Ах, как бы я хотел служить трибуну! Все мальчики моих лет от него без ума; как они выпучат глаза и будут мне завидовать в школе на другой день! Вы также знаете, что хотя я не все время воспитывался в Риме, я римлянин. Каждый римлянин любит Риенцо.
— Да, теперь. Мода скоро переменится. Твое легкомыслие, Анджело, печалит мое сердце, я бы хотела, чтобы ты был не так легкомыслен и горд.
— Незаконнорожденные должны сами приобрести себе имя, — сказал мальчик, сильно покраснев. — Меня попрекают в лицо за то, что я не могу сказать, кто были мой отец и мать.
— Они плохо делают, — поспешно отвечала старуха. — Ты происходишь от благородной крови и длинного ряда предков, хотя, как я часто тебе говорила, я не знаю в точности имен твоих родителей. Но что ты делаешь из этой дубовой палки?
— Меч, чтобы помогать трибуну против разбойников.
— Увы, я боюсь, что он, подобно всем тем, которые ищут власти в Италии, скорее будет вербовать разбойников, нежели нападать на них.
— Да, вы всегда так. Вы живете в такой темноте, что не знаете и не слышите ничего; иначе вам было бы известно, что даже самый свирепый из всех разбойников, Фра Мореале, уступил, наконец, трибуну и бежал из своего замка, как крыса из падающего дома.
— Как, — вскричала старуха, — что ты говоришь? Неужели этот плебей, которого ты называешь трибуном, смело бросил вызов этому страшному воину? Неужели Монреаль оставил римские владения?
— Да, об этом теперь говорят в городе, но, кажется, Фра Мореале для вас такое же пугало, как и для каждой матери в Риме. Не обидел ли он вас когда-нибудь?
— Да, — воскликнула старая женщина с такой внезапной суровостью, что даже этот смелый мальчик вздрогнул.
— Ну, так мне хотелось бы с ним встретиться, — сказал он после паузы, размахивая своим воображаемым оружием.
— Избави тебя Бог! Этого человека ты всегда должен избегать в войне и в мире. Повтори, что этот добрый трибун не водится с разбойниками.

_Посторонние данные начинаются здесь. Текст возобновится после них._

#[cfg(test)]
mod tests {
    use super::*;

    fn recipe(name: &str, ingredients: &[&str]) -> Recipe {
        Recipe::new(name, ingredients.iter().copied(), ["Cook it."])
    }

    fn soup_corpus() -> RecipeCorpus {
        RecipeCorpus::from_recipes([
            recipe(
                "Chicken Noodle Soup",
                &["chicken", "egg noodles", "carrot", "celery", "chicken broth"],
            ),
            recipe(
                "Chicken Noodle Soup (Vegetarian)",
                &["egg noodles", "carrot", "celery", "vegetable broth"],
            ),
            recipe("Pancakes", &["flour", "milk", "eggs"]),
        ])
    }

    #[test]
    fn test_resolve_exact_name() {
        let corpus = soup_corpus();
        let taxonomy = RestrictionTaxonomy::builtin();
        let engine = MatchingEngine::new(&corpus, &taxonomy);
        let mut session = SessionState::new();

        let result = engine
            .resolve_by_name(&mut session, "pancakes", "")
            .unwrap();
        assert_eq!(result.index, 2);
        assert!((result.score - 100.0).abs() < 0.01);
        assert_eq!(result.confidence(), Confidence::Exact);
        assert_eq!(session.last_match(), Some(&result));
    }

    #[test]
    fn test_resolve_tolerates_misspelling() {
        let corpus = soup_corpus();
        let taxonomy = RestrictionTaxonomy::builtin();
        let engine = MatchingEngine::new(&corpus, &taxonomy);
        let mut session = SessionState::new();

        let result = engine
            .resolve_by_name(&mut session, "Pancakse", "")
            .unwrap();
        assert_eq!(engine.recipe(&result).unwrap().name, "Pancakes");
        assert!(result.score < 100.0);
    }

    #[test]
    fn test_resolve_falls_back_to_second_best() {
        let corpus = soup_corpus();
        let taxonomy = RestrictionTaxonomy::builtin();
        let engine = MatchingEngine::new(&corpus, &taxonomy);
        let mut session = SessionState::new();

        let candidates = engine.name_candidates("chicken noodle soup");
        assert_eq!(candidates[0].index, 0);
        assert_eq!(candidates[1].index, 1);

        let result = engine
            .resolve_by_name(&mut session, "chicken noodle soup", "vegetarian")
            .unwrap();
        assert_eq!(result.index, 1);
        // carries its own score, not the best candidate's
        assert!((result.score - candidates[1].score).abs() < 0.01);
    }

    #[test]
    fn test_resolve_restriction_conflict() {
        let corpus = soup_corpus();
        let taxonomy = RestrictionTaxonomy::builtin();
        let engine = MatchingEngine::new(&corpus, &taxonomy);
        let mut session = SessionState::new();

        let err = engine
            .resolve_by_name(&mut session, "pancakes", "vegan")
            .unwrap_err();
        assert_eq!(
            err,
            MatchError::RestrictionConflict {
                name: "Pancakes".to_string(),
                restriction: "vegan".to_string(),
            }
        );
        assert_eq!(err.kind(), "restriction_conflict");
        assert!(session.last_match().is_none());
    }

    #[test]
    fn test_resolve_not_found() {
        let corpus = soup_corpus();
        let taxonomy = RestrictionTaxonomy::builtin();
        let engine = MatchingEngine::new(&corpus, &taxonomy);
        let mut session = SessionState::new();

        assert_eq!(
            engine.resolve_by_name(&mut session, "qqqq", ""),
            Err(MatchError::NotFound("qqqq".to_string()))
        );
        assert!(matches!(
            engine.resolve_by_name(&mut session, "   ", ""),
            Err(MatchError::NotFound(_))
        ));

        let empty = RecipeCorpus::new();
        let engine = MatchingEngine::new(&empty, &taxonomy);
        assert!(matches!(
            engine.resolve_by_name(&mut session, "pancakes", ""),
            Err(MatchError::NotFound(_))
        ));
    }

    #[test]
    fn test_resolve_is_deterministic() {
        let corpus = RecipeCorpus::load_embedded().unwrap();
        let taxonomy = RestrictionTaxonomy::builtin();
        let engine = MatchingEngine::new(&corpus, &taxonomy);

        let first = engine.resolve_by_name(&mut SessionState::new(), "tomato pasta", "vegan");
        for _ in 0..5 {
            let again = engine.resolve_by_name(&mut SessionState::new(), "tomato pasta", "vegan");
            assert_eq!(first, again);
        }
    }

    #[test]
    fn test_equal_scores_keep_corpus_order() {
        let corpus = RecipeCorpus::from_recipes([
            recipe("Toast", &["bread"]),
            recipe("toast", &["rye bread"]),
        ]);
        let taxonomy = RestrictionTaxonomy::builtin();
        let engine = MatchingEngine::new(&corpus, &taxonomy);

        let candidates = engine.name_candidates("TOAST");
        assert_eq!(
            candidates.iter().map(|c| c.index).collect::<Vec<_>>(),
            vec![0, 1]
        );
    }

    #[test]
    fn test_ordinal_selection() {
        let corpus = RecipeCorpus::from_recipes(
            ["Alpha Bake", "Beta Bake", "Gamma Bake", "Delta Bake", "Epsilon Bake"]
                .into_iter()
                .map(|name| recipe(name, &["potato"])),
        );
        let taxonomy = RestrictionTaxonomy::builtin();
        let engine = MatchingEngine::new(&corpus, &taxonomy);
        let mut session = SessionState::new();
        session.set_suggestions(
            corpus
                .recipes
                .iter()
                .enumerate()
                .map(|(index, r)| (index, r.name.clone())),
        );

        let third = engine.resolve_by_name(&mut session, " 3 ", "").unwrap();
        assert_eq!(engine.recipe(&third).unwrap().name, "Gamma Bake");

        assert_eq!(
            engine.resolve_by_name(&mut session, "9", ""),
            Err(MatchError::InvalidSelection {
                selection: "9".to_string(),
                available: 5
            })
        );
        assert!(matches!(
            engine.resolve_by_name(&mut session, "0", ""),
            Err(MatchError::InvalidSelection { .. })
        ));
        assert_eq!(
            engine.resolve_by_name(&mut session, "99999999999999999999999", ""),
            Err(MatchError::InvalidSelection {
                selection: "99999999999999999999999".to_string(),
                available: 5
            })
        );
        // signed numbers are not ordinals
        assert!(matches!(
            engine.resolve_by_name(&mut session, "+3", ""),
            Err(MatchError::NotFound(_))
        ));
        // the failed selection leaves the previous match in place
        assert_eq!(session.last_match().map(|m| m.index), Some(2));
    }

    #[test]
    fn test_ordinal_picks_the_suggested_recipe_among_duplicates() {
        let corpus = RecipeCorpus::from_recipes([
            recipe("Toast", &["bread", "butter"]),
            recipe("Toast", &["bread", "jam"]),
        ]);
        let taxonomy = RestrictionTaxonomy::builtin();
        let engine = MatchingEngine::new(&corpus, &taxonomy);
        let mut session = SessionState::new();

        let suggestions = engine.suggest(&mut session, "bread, jam", "").unwrap();
        assert_eq!(suggestions.suggestions[0].index, 1);

        let picked = engine.resolve_by_name(&mut session, "1", "").unwrap();
        assert_eq!(picked.index, 1);
        assert!((picked.score - 100.0).abs() < f64::EPSILON);
        assert_eq!(session.last_match(), Some(&picked));
    }

    #[test]
    fn test_non_compliant_ordinal_falls_back_to_name() {
        let corpus = soup_corpus();
        let taxonomy = RestrictionTaxonomy::builtin();
        let engine = MatchingEngine::new(&corpus, &taxonomy);
        let mut session = SessionState::new();
        session.set_suggestions([(0, "Chicken Noodle Soup".to_string())]);

        let result = engine
            .resolve_by_name(&mut session, "1", "vegetarian")
            .unwrap();
        assert_eq!(result.index, 1);
    }

    #[test]
    fn test_number_without_suggestions_is_a_name() {
        let corpus = RecipeCorpus::from_recipes([recipe("7 Layer Dip", &["beans"])]);
        let taxonomy = RestrictionTaxonomy::builtin();
        let engine = MatchingEngine::new(&corpus, &taxonomy);
        let mut session = SessionState::new();

        // "7" is scored as a name, not rejected as a selection
        let result = engine.resolve_by_name(&mut session, "7", "");
        assert!(!matches!(result, Err(MatchError::InvalidSelection { .. })));
    }

    #[test]
    fn test_config_from_partial_json() {
        let config = MatchingConfig::from_json(r#"{"suggestion_limit": 3, "coarse_floor": 20.0}"#)
            .unwrap();
        assert_eq!(config.suggestion_limit, 3);
        assert!((config.coarse_floor - 20.0).abs() < f64::EPSILON);
        assert!((config.label_threshold - DEFAULT_LABEL_THRESHOLD).abs() < f64::EPSILON);
        assert_eq!(config.name_candidates, DEFAULT_NAME_CANDIDATES);
    }

    #[test]
    fn test_custom_name_floor() {
        let corpus = soup_corpus();
        let taxonomy = RestrictionTaxonomy::builtin();
        let config = MatchingConfig {
            name_score_floor: 99.0,
            ..MatchingConfig::default()
        };
        let engine = MatchingEngine::with_config(&corpus, &taxonomy, config);
        assert!(matches!(
            engine.resolve_by_name(&mut SessionState::new(), "Pancakse", ""),
            Err(MatchError::NotFound(_))
        ));
    }
}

— Повторить! Весь Рим это знает.
— Притом он благочестив, я слышала. Говорят, что он видит видения и имеет поддержку свыше, — сказала женщина про себя. Потом, обратясь к Анджело, она продолжала: — Тебе очень хотелось бы принять предложение синьоры Нины?
— Да, хотелось бы, если бы вы меня отдали.
— Дитя, — отвечала старуха торжественно, — моя жизнь почти кончилась, и мое желание состоит в том, чтобы тебя пристроить у людей, которые тебя будут кормить в молодости и спасут тебя от беспутной жизни. Сделав это, я могу исполнить мой обет и посвятить печальный остаток моих лет Богу. Я подумаю об этом, дитя мое, ты должен бы жить не у этого плебея и питаться не чужим хлебом. Но в Риме последний из моих родственников, достойный доверия, умер, а в случае крайности безвестная честность лучше, нежели пышное преступление. Твой характер меня уже беспокоит; отойди, дитя, я должна идти в мою комнату бодрствовать и молиться.
С этими словами старуха, отстраняя льнущего к ней мальчика и остановив поток его несвязных слов, в которых выражались и ласки, и вместе своенравие, вышла из комнаты.
Мальчик рассеянно смотрел на запирающуюся дверь и сказал про себя:
— Синьора всегда говорит загадками. Я подозреваю, что она больше знает обо мне, чем говорит, и что она как-нибудь мне сродни. Впрочем нет, потому что я не слишком-то ее люблю, да и не буду любить больше из-за этого. Я хотел бы, чтобы она меня отдала жене трибуна, и тогда посмотрим, кто из мальчиков назовет Анджело Виллани незаконнорожденным.
С этими словами мальчик с удвоенным прилежанием начал опять работать над своим мечом.